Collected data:

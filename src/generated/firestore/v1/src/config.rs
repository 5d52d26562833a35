// Copyright 2026 Google LLC
//
// Licensed under the Apache License, Version 2.0 (the "License");
// you may not use this file except in compliance with the License.
// You may obtain a copy of the License at
//
//     https://www.apache.org/licenses/LICENSE-2.0
//
// Unless required by applicable law or agreed to in writing, software
// distributed under the License is distributed on an "AS IS" BASIS,
// WITHOUT WARRANTIES OR CONDITIONS OF ANY KIND, either express or implied.
// See the License for the specific language governing permissions and
// limitations under the License.
//
// Code generated by sidekick. DO NOT EDIT.

//! The bundled client configuration for each service.
//!
//! Each file contains the default timeouts, retryable status codes, and page
//! sizes for one service. Applications override these values with
//! `with_client_config()` in the client builders.

pub(crate) const FIRESTORE: &str = include_str!("config/firestore_client_config.json");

▸ Instructions for the task
Every line in the data that holds the string "generated" should be copied.

▸ Response below
filename src/generated/firestore/v1/src/config.rs
// Code generated by sidekick. DO NOT EDIT.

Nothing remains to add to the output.